Auch ein aktuelles Urteil des EuGH konnte nicht zur Erhellung des Sachverhaltes beitragen: Nach Auffassung des EuGH (Urteil v. 07.08.2018, Az. C-485/17) sind für die Beurteilung der Frage, ob es sich um einen Messestand handelt, folgende Überlegungen entscheidend: Konnten Sie als durchschnittlich informierter, angemessen aufmerksamer und verständiger Verbraucher aufgrund der tatsächlichen Umstände rund um diese Tätigkeit – insbesondere des Erscheinungsbilds des Messestands sowie der vor Ort auf der Messe selbst verbreiteten Informationen – damit rechnen, dass der betreffende Unternehmer dort seine Tätigkeiten ausübt und Sie anspricht, um einen Vertrag zu schließen? Dabei ist es laut EuGH egal, dass der Unternehmer die Tätigkeit nur wenige Tage im Jahr ausübt.
- Wenn Sie eine Ratenzahlung vereinbart haben, bei der für das Hinausschieben des Zahlungsziels Kosten anfallen, können Sie den Vertrag grundsätzlich widerrufen (§§ 491, 495, 355 BGB.)
Ratschlag oder Faustregel für Verbraucher auf Messen
Gehen Sie bei einem Messekauf davon aus, dass ein Widerrufsrecht in der Regel nicht gegeben ist. Das beutet: besondere Vorsicht beim Vertragsschluss auf Messen!
Seriöse Verkaufsmessen lassen deutlich erkennen, welche Waren in welcher Umgebung verkauft werden, um Überrumpelungen auszuschließen. Das sollte sich auch aus dem Namen der Messe, der Bewerbung in der Presse und der Existenz eines Hallenbelegungsplanes erschließen. Auf einer Freizeitmesse werden üblicherweise keine Staubsauger verkauft werden!
Unter den Anwendungsbereich der Außergeschäftsraumverträge fallen auch Verträge, bei denen der Verbraucher unmittelbar vor Vertragsschluss außerhalb des Geschäftsraums angesprochen wurde und der Vertrag dann im Geschäftsraum des Unternehmers abgeschlossen wird (§ 312b Nr. 3 BGB.)

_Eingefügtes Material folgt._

//! Configuration loading for fretwise.
//!
//! Settings are layered; files are loaded in order (later wins):
//! 1. `/etc/fretwise/config.toml` (system)
//! 2. `~/.config/fretwise/config.toml` (user)
//! 3. `./fretwise.toml`, or the path given with `--config`
//! 4. Environment variables (`FRETWISE_*`, `RUST_LOG`)
//!
//! # Example Config
//!
//! ```toml
//! [paths]
//! catalog = "~/guitar/chords.json"
//! tables = "~/guitar/tables.toml"
//!
//! [defaults]
//! key = "G"
//! mode = "mixolydian"
//! difficulty = "beginner"
//! sort_by = "root"
//! max_related = 6
//!
//! [logging]
//! level = "info"
//! ```
//!
//! The catalog and tables are read once at startup into immutable
//! [`fretwise::ChordCatalog`] and [`fretwise::TheoryTables`] values.
//!
//! ```rust,no_run
//! use fretconf::FretConfig;
//!
//! let config = FretConfig::load().expect("Failed to load config");
//! let tables = config.load_tables().expect("Failed to load tables");
//! println!("{} moods", tables.moods.len());
//! ```

pub mod loader;
pub mod settings;
pub mod tables;

pub use loader::{discover_config_files_with_override, expand_path, ConfigSources};
pub use settings::{DefaultsConfig, LoggingConfig, PathsConfig};
pub use tables::{default_tables, load_tables, merge_tables, DEFAULT_TABLES};

use fretwise::{CatalogError, ChordCatalog, ModeError, TheoryTables};
use serde::{Deserialize, Serialize};
use std::path::{Path, PathBuf};
use thiserror::Error;
use tracing::debug;

/// Configuration and data loading errors.
#[derive(Debug, Error)]
pub enum ConfigError {
    #[error("Failed to read {path}: {source}")]
    FileRead {
        path: PathBuf,
        source: std::io::Error,
    },

    #[error("Failed to parse {path}: {message}")]
    Parse { path: PathBuf, message: String },

    #[error("Invalid mode in {path}: {source}")]
    Mode {
        path: PathBuf,
        #[source]
        source: ModeError,
    },

    #[error("Invalid chord catalog {path}: {source}")]
    Catalog {
        path: PathBuf,
        #[source]
        source: CatalogError,
    },

    #[error("No chord catalog configured; set [paths] catalog, FRETWISE_CATALOG or --catalog")]
    NoCatalog,
}

/// Complete fretwise configuration.
#[derive(Debug, Clone, Default, PartialEq, Eq, Serialize, Deserialize)]
pub struct FretConfig {
    #[serde(default)]
    pub paths: PathsConfig,

    #[serde(default)]
    pub defaults: DefaultsConfig,

    #[serde(default)]
    pub logging: LoggingConfig,
}

impl FretConfig {
    /// Load configuration from all sources.
    pub fn load() -> Result<Self, ConfigError> {
        let (config, _sources) = Self::load_with_sources_from(None)?;
        Ok(config)
    }

    /// Load configuration, reading `config_path` in place of `./fretwise.toml`.
    ///
    /// System and user configs still load first; environment variables
    /// still win.
    pub fn load_from(config_path: Option<&Path>) -> Result<Self, ConfigError> {
        let (config, _sources) = Self::load_with_sources_from(config_path)?;
        Ok(config)
    }

    /// Load configuration and return information about sources.
    pub fn load_with_sources() -> Result<(Self, ConfigSources), ConfigError> {
        Self::load_with_sources_from(None)
    }

    pub fn load_with_sources_from(config_path: Option<&Path>) -> Result<(Self, ConfigSources), ConfigError> {
        let mut sources = ConfigSources::default();
        let mut config = FretConfig::default();

        for path in loader::discover_config_files_with_override(config_path) {
            loader::load_from_file(&mut config, &path)?;
            sources.files.push(path);
        }

        loader::apply_env_overrides(&mut config, &mut sources);

        debug!(
            files = sources.files.len(),
            env_overrides = sources.env_overrides.len(),
            "loaded configuration"
        );
        Ok((config, sources))
    }

    /// Read and validate the configured chord catalog.
    pub fn load_catalog(&self) -> Result<ChordCatalog, ConfigError> {
        let path = self.paths.catalog.as_deref().ok_or(ConfigError::NoCatalog)?;
        read_catalog(path)
    }

    /// Built-in tables with the configured tables file layered on top.
    pub fn load_tables(&self) -> Result<TheoryTables, ConfigError> {
        load_tables(self.paths.tables.as_deref())
    }

    /// Serialize config to TOML string.
    pub fn to_toml(&self) -> String {
        let mut output = String::new();

        output.push_str("# fretwise configuration\n\n");

        output.push_str("[paths]\n");
        match &self.paths.catalog {
            Some(path) => output.push_str(&format!("catalog = \"{}\"\n", path.display())),
            None => output.push_str("# catalog = \"~/guitar/chords.json\"\n"),
        }
        match &self.paths.tables {
            Some(path) => output.push_str(&format!("tables = \"{}\"\n", path.display())),
            None => output.push_str("# tables = \"~/guitar/tables.toml\"\n"),
        }

        output.push_str("\n[defaults]\n");
        output.push_str(&format!("key = \"{}\"\n", self.defaults.key));
        output.push_str(&format!("mode = \"{}\"\n", self.defaults.mode));
        output.push_str(&format!("difficulty = \"{}\"\n", self.defaults.difficulty));
        output.push_str(&format!("sort_by = \"{}\"\n", self.defaults.sort_by));
        output.push_str(&format!("max_related = {}\n", self.defaults.max_related));

        output.push_str("\n[logging]\n");
        output.push_str(&format!("level = \"{}\"\n", self.logging.level));

        output
    }
}

/// Read a chord catalog JSON file.
pub fn read_catalog(path: &Path) -> Result<ChordCatalog, ConfigError> {
    let json = std::fs::read_to_string(path).map_err(|e| ConfigError::FileRead {
        path: path.to_path_buf(),
        source: e,
    })?;
    ChordCatalog::from_json(&json).map_err(|source| ConfigError::Catalog {
        path: path.to_path_buf(),
        source,
    })
}
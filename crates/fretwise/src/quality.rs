//! Chord qualities and the alias table that decides which spellings are
//! the same quality.
//!
//! Catalog records, mode tables and mood/style tables all spell qualities
//! differently ("dominant7", "dom7", "7"). [`ChordQuality::parse`] is the
//! only path from a string to a quality, so two spellings are equivalent
//! exactly when they share a row in [`QUALITY_ALIASES`].

use std::fmt;
use std::str::FromStr;

use serde::{Deserialize, Serialize};

use crate::error::UnknownQuality;

#[derive(Debug, Clone, Copy, PartialEq, Eq, Hash, Serialize, Deserialize)]
#[serde(try_from = "String", into = "String")]
pub enum ChordQuality {
    Major,
    Minor,
    Diminished,
    Augmented,
    Sus2,
    Sus4,
    Dominant7,
    Major7,
    Minor7,
    MinorMajor7,
    Diminished7,
    HalfDiminished7,
    AugmentedMajor7,
    Major6,
    Minor6,
    Add9,
    Power,
}

/// Closed equivalence table. The first alias in each row is the canonical id.
pub static QUALITY_ALIASES: &[(ChordQuality, &[&str])] = &[
    (ChordQuality::Major, &["major", "maj", "M", ""]),
    (ChordQuality::Minor, &["minor", "min", "m", "-"]),
    (ChordQuality::Diminished, &["diminished", "dim", "°", "o"]),
    (ChordQuality::Augmented, &["augmented", "aug", "+"]),
    (ChordQuality::Sus2, &["sus2", "suspended2", "suspended-2"]),
    (ChordQuality::Sus4, &["sus4", "sus", "suspended4", "suspended-4"]),
    (ChordQuality::Dominant7, &["dominant7", "dom7", "7", "dominant"]),
    (ChordQuality::Major7, &["major7", "maj7", "M7", "Δ7", "Δ"]),
    (ChordQuality::Minor7, &["minor7", "min7", "m7", "-7"]),
    (
        ChordQuality::MinorMajor7,
        &["minor-major7", "minmaj7", "mMaj7", "m(maj7)"],
    ),
    (ChordQuality::Diminished7, &["diminished7", "dim7", "°7", "o7"]),
    (
        ChordQuality::HalfDiminished7,
        &["half-diminished", "half-diminished7", "m7b5", "min7b5", "ø", "ø7"],
    ),
    (
        ChordQuality::AugmentedMajor7,
        &["augmented-major7", "augmaj7", "maj7#5", "+maj7"],
    ),
    (ChordQuality::Major6, &["major6", "maj6", "6"]),
    (ChordQuality::Minor6, &["minor6", "min6", "m6"]),
    (ChordQuality::Add9, &["add9", "major-add9"]),
    (ChordQuality::Power, &["power", "5"]),
];

impl ChordQuality {
    /// Resolve any alias to its quality.
    ///
    /// Aliases are matched exactly first. Word aliases ("Major", "DOM7")
    /// also match case-insensitively; short symbols never do, since "M"
    /// and "m" are different chords.
    pub fn parse(name: &str) -> Option<Self> {
        let name = name.trim();
        let exact = QUALITY_ALIASES
            .iter()
            .find(|(_, aliases)| aliases.contains(&name))
            .map(|(quality, _)| *quality);
        if exact.is_some() || name.chars().count() <= 2 {
            return exact;
        }

        let lowered = name.to_lowercase();
        QUALITY_ALIASES
            .iter()
            .find(|(_, aliases)| aliases.iter().any(|alias| alias.to_lowercase() == lowered))
            .map(|(quality, _)| *quality)
    }

    /// Canonical id, as written in catalogs and config tables.
    pub fn id(self) -> &'static str {
        QUALITY_ALIASES
            .iter()
            .find(|(quality, _)| *quality == self)
            .and_then(|(_, aliases)| aliases.first().copied())
            .unwrap_or("major")
    }

    /// Suffix for chord symbol display
    pub fn suffix(self) -> &'static str {
        match self {
            ChordQuality::Major => "",
            ChordQuality::Minor => "m",
            ChordQuality::Diminished => "dim",
            ChordQuality::Augmented => "aug",
            ChordQuality::Sus2 => "sus2",
            ChordQuality::Sus4 => "sus4",
            ChordQuality::Dominant7 => "7",
            ChordQuality::Major7 => "maj7",
            ChordQuality::Minor7 => "m7",
            ChordQuality::MinorMajor7 => "m(maj7)",
            ChordQuality::Diminished7 => "dim7",
            ChordQuality::HalfDiminished7 => "m7b5",
            ChordQuality::AugmentedMajor7 => "maj7#5",
            ChordQuality::Major6 => "6",
            ChordQuality::Minor6 => "m6",
            ChordQuality::Add9 => "add9",
            ChordQuality::Power => "5",
        }
    }

    /// How a chord of this quality is described next to another chord on
    /// the same root.
    pub fn variant_label(self) -> &'static str {
        match self {
            ChordQuality::Major => "major variant",
            ChordQuality::Minor => "minor variant",
            ChordQuality::Dominant7 => "dominant 7th",
            ChordQuality::Major7 => "major 7th",
            ChordQuality::Minor7 => "minor 7th",
            ChordQuality::Sus2 => "suspended 2nd",
            ChordQuality::Sus4 => "suspended 4th",
            ChordQuality::Diminished => "diminished",
            ChordQuality::Augmented => "augmented",
            _ => "variant",
        }
    }

    pub fn is_seventh(self) -> bool {
        matches!(
            self,
            ChordQuality::Dominant7
                | ChordQuality::Major7
                | ChordQuality::Minor7
                | ChordQuality::MinorMajor7
                | ChordQuality::Diminished7
                | ChordQuality::HalfDiminished7
                | ChordQuality::AugmentedMajor7
        )
    }

    /// Plain major or minor triad.
    pub fn is_basic_triad(self) -> bool {
        matches!(self, ChordQuality::Major | ChordQuality::Minor)
    }
}

impl fmt::Display for ChordQuality {
    fn fmt(&self, f: &mut fmt::Formatter<'_>) -> fmt::Result {
        f.write_str(self.id())
    }
}

impl FromStr for ChordQuality {
    type Err = UnknownQuality;

    fn from_str(s: &str) -> Result<Self, Self::Err> {
        ChordQuality::parse(s).ok_or_else(|| UnknownQuality(s.to_string()))
    }
}

impl TryFrom<String> for ChordQuality {
    type Error = UnknownQuality;

    fn try_from(value: String) -> Result<Self, Self::Error> {
        value.parse()
    }
}

impl From<ChordQuality> for String {
    fn from(quality: ChordQuality) -> Self {
        quality.id().to_string()
    }
}
//! Picking catalog voicings by mood, style or key, plus the difficulty
//! filter and sort orders front ends apply to any result list.

use serde::Serialize;
use tracing::{debug, warn};

use crate::catalog::{ChordCatalog, ChordVoicing};
use crate::note::Note;
use crate::quality::ChordQuality;
use crate::scale::{ProgressionStep, ScaleEngine};
use crate::tables::{ProfileTable, TheoryTables};

/// Where a theory match sits in its key.
#[derive(Debug, Clone, PartialEq, Eq, Serialize)]
pub struct DiatonicInfo {
    pub numeral: String,
    pub degree: u8,
    pub is_seventh_chord: bool,
}

/// A catalog voicing that fills a diatonic slot of the requested key.
#[derive(Debug, Clone, PartialEq, Eq, Serialize)]
pub struct TheoryMatch<'a> {
    pub chord: &'a ChordVoicing,
    pub diatonic: DiatonicInfo,
}

/// A mood/style progression template resolved in a key.
#[derive(Debug, Clone, PartialEq, Eq, Serialize)]
pub struct ResolvedProgression {
    pub name: String,
    pub steps: Vec<ProgressionStep>,
}

/// Anything that carries a voicing, so filtering and sorting work on plain
/// voicings and on annotated results alike.
pub trait HasVoicing {
    fn voicing(&self) -> &ChordVoicing;
}

impl HasVoicing for ChordVoicing {
    fn voicing(&self) -> &ChordVoicing {
        self
    }
}

impl<T: HasVoicing + ?Sized> HasVoicing for &T {
    fn voicing(&self) -> &ChordVoicing {
        (**self).voicing()
    }
}

impl HasVoicing for TheoryMatch<'_> {
    fn voicing(&self) -> &ChordVoicing {
        self.chord
    }
}

/// Difficulty levels accepted by [`filter_by_difficulty`].
#[derive(Debug, Clone, Copy, PartialEq, Eq)]
pub enum DifficultyLevel {
    /// difficulty ≤ 2
    Beginner,
    /// difficulty ≥ 3
    Advanced,
    All,
}

impl DifficultyLevel {
    /// Anything other than "beginner" or "advanced" means no filtering.
    pub fn parse(level: &str) -> Self {
        match level.trim().to_ascii_lowercase().as_str() {
            "beginner" => DifficultyLevel::Beginner,
            "advanced" => DifficultyLevel::Advanced,
            _ => DifficultyLevel::All,
        }
    }

    pub fn admits(self, difficulty: u8) -> bool {
        match self {
            DifficultyLevel::Beginner => difficulty <= 2,
            DifficultyLevel::Advanced => difficulty >= 3,
            DifficultyLevel::All => true,
        }
    }
}

pub fn filter_by_difficulty<T: HasVoicing>(chords: Vec<T>, level: &str) -> Vec<T> {
    let level = DifficultyLevel::parse(level);
    if level == DifficultyLevel::All {
        return chords;
    }
    chords
        .into_iter()
        .filter(|c| level.admits(c.voicing().difficulty))
        .collect()
}

#[derive(Debug, Clone, Copy, PartialEq, Eq)]
pub enum SortKey {
    Name,
    Difficulty,
    Root,
    Quality,
}

impl SortKey {
    pub fn parse(key: &str) -> Option<Self> {
        match key.trim().to_ascii_lowercase().as_str() {
            "name" => Some(SortKey::Name),
            "difficulty" => Some(SortKey::Difficulty),
            "root" => Some(SortKey::Root),
            "quality" => Some(SortKey::Quality),
            _ => None,
        }
    }
}

/// Fixed order for sorting by quality; anything else sorts after these.
const QUALITY_ORDER: [ChordQuality; 9] = [
    ChordQuality::Major,
    ChordQuality::Minor,
    ChordQuality::Dominant7,
    ChordQuality::Major7,
    ChordQuality::Minor7,
    ChordQuality::Sus2,
    ChordQuality::Sus4,
    ChordQuality::Diminished,
    ChordQuality::Augmented,
];

fn quality_rank(quality: ChordQuality) -> usize {
    QUALITY_ORDER
        .iter()
        .position(|q| *q == quality)
        .unwrap_or(QUALITY_ORDER.len())
}

/// Stable sort by "name", "difficulty", "root" or "quality". Root and
/// quality ties fall back to name. Unknown keys leave the order alone.
pub fn sort_chords<T: HasVoicing>(mut chords: Vec<T>, sort_by: &str) -> Vec<T> {
    let Some(key) = SortKey::parse(sort_by) else {
        return chords;
    };

    let by_name = |a: &ChordVoicing, b: &ChordVoicing| a.name.cmp(&b.name);
    chords.sort_by(|a, b| {
        let (a, b) = (a.voicing(), b.voicing());
        match key {
            SortKey::Name => by_name(a, b),
            SortKey::Difficulty => a.difficulty.cmp(&b.difficulty),
            SortKey::Root => a
                .root
                .pitch_class()
                .cmp(&b.root.pitch_class())
                .then_with(|| by_name(a, b)),
            SortKey::Quality => quality_rank(a.quality)
                .cmp(&quality_rank(b.quality))
                .then_with(|| by_name(a, b)),
        }
    });
    chords
}

/// Resolves catalog voicings against moods, styles and keys.
#[derive(Debug, Clone, Copy)]
pub struct SelectionEngine<'a> {
    catalog: &'a ChordCatalog,
    tables: &'a TheoryTables,
}

impl<'a> SelectionEngine<'a> {
    pub fn new(catalog: &'a ChordCatalog, tables: &'a TheoryTables) -> Self {
        Self { catalog, tables }
    }

    fn scales(&self) -> ScaleEngine<'a> {
        ScaleEngine::new(&self.tables.modes)
    }

    /// Chords tagged with the mood, or whose quality the mood prefers.
    pub fn chords_by_mood(&self, mood_id: &str) -> Vec<&'a ChordVoicing> {
        self.by_profile(&self.tables.moods, "mood", mood_id, ChordVoicing::has_mood)
    }

    /// Chords tagged with the style, or whose quality the style prefers.
    pub fn chords_by_style(&self, style_id: &str) -> Vec<&'a ChordVoicing> {
        self.by_profile(&self.tables.styles, "style", style_id, ChordVoicing::has_style)
    }

    fn by_profile(
        &self,
        table: &ProfileTable,
        kind: &'static str,
        id: &str,
        tagged: fn(&ChordVoicing, &str) -> bool,
    ) -> Vec<&'a ChordVoicing> {
        let Some(profile) = table.get(id) else {
            warn!(kind, id, "unknown profile id");
            return Vec::new();
        };

        let matches: Vec<&'a ChordVoicing> = self
            .catalog
            .iter()
            .filter(|chord| tagged(*chord, &profile.id) || profile.prefers(chord.quality))
            .collect();

        debug!(kind, id, matches = matches.len(), "selected chords");
        matches
    }

    /// Catalog voicings filling each diatonic slot of `key` in `mode_id`.
    ///
    /// A voicing matches a slot when its root equals the slot root and its
    /// quality is the slot's triad or seventh quality. Results are grouped
    /// by degree; a voicing can appear under more than one degree.
    pub fn chords_by_theory(&self, key: &str, mode_id: &str) -> Vec<TheoryMatch<'a>> {
        let slots = self.scales().diatonic_chords(key, mode_id);
        let mut matches = Vec::new();

        for slot in &slots {
            for chord in self.catalog {
                if chord.root != slot.root {
                    continue;
                }
                let is_triad = chord.quality == slot.triad;
                let is_seventh = chord.quality == slot.seventh;
                if is_triad || is_seventh {
                    matches.push(TheoryMatch {
                        chord,
                        diatonic: DiatonicInfo {
                            numeral: slot.numeral.clone(),
                            degree: slot.degree,
                            is_seventh_chord: is_seventh && !is_triad,
                        },
                    });
                }
            }
        }

        debug!(key, mode = mode_id, matches = matches.len(), "selected diatonic chords");
        matches
    }

    /// Voicings that realise a resolved progression step.
    pub fn voicings_for(&self, step: &ProgressionStep) -> Vec<&'a ChordVoicing> {
        self.voicings_matching(step.slot.root, step.quality())
    }

    fn voicings_matching(&self, root: Note, quality: ChordQuality) -> Vec<&'a ChordVoicing> {
        self.catalog
            .iter()
            .filter(|c| c.root == root && c.quality == quality)
            .collect()
    }

    pub fn progressions_for_mood(&self, mood_id: &str, key: &str, mode_id: &str) -> Vec<ResolvedProgression> {
        self.progressions(&self.tables.moods, mood_id, key, mode_id)
    }

    pub fn progressions_for_style(&self, style_id: &str, key: &str, mode_id: &str) -> Vec<ResolvedProgression> {
        self.progressions(&self.tables.styles, style_id, key, mode_id)
    }

    fn progressions(
        &self,
        table: &ProfileTable,
        id: &str,
        key: &str,
        mode_id: &str,
    ) -> Vec<ResolvedProgression> {
        let Some(profile) = table.get(id) else {
            warn!(id, "unknown profile id");
            return Vec::new();
        };

        let scales = self.scales();
        profile
            .progressions
            .iter()
            .map(|template| ResolvedProgression {
                name: template.name.clone(),
                steps: scales.resolve_progression(key, mode_id, &template.numerals),
            })
            .filter(|p| !p.steps.is_empty())
            .collect()
    }
}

Für Messen bedeutet das: Auch, wenn es sich beim Messestand selbst um einen Geschäftsraum des Unternehmers handelt, sollte Ihnen ein Widerrufsrecht zustehen, wenn Sie vom Unternehmer in einiger Entfernung des Messestandes persönlich angesprochen und dann zum Messestand geführt werden, um dort den Vertrag abzuschließen.
Fazit:
Es ist kompliziert: Die Materie Messekauf ist rechtlich als auch beweisrechtlich schwierig. Gerade deshalb sollten Sie bei Ihrem nächsten Messebesuch besonders darauf achten, sich nicht „einwickeln“ zu lassen. Denn Sie haben kein generelles Verbraucherwiderrufsrecht auf Messen.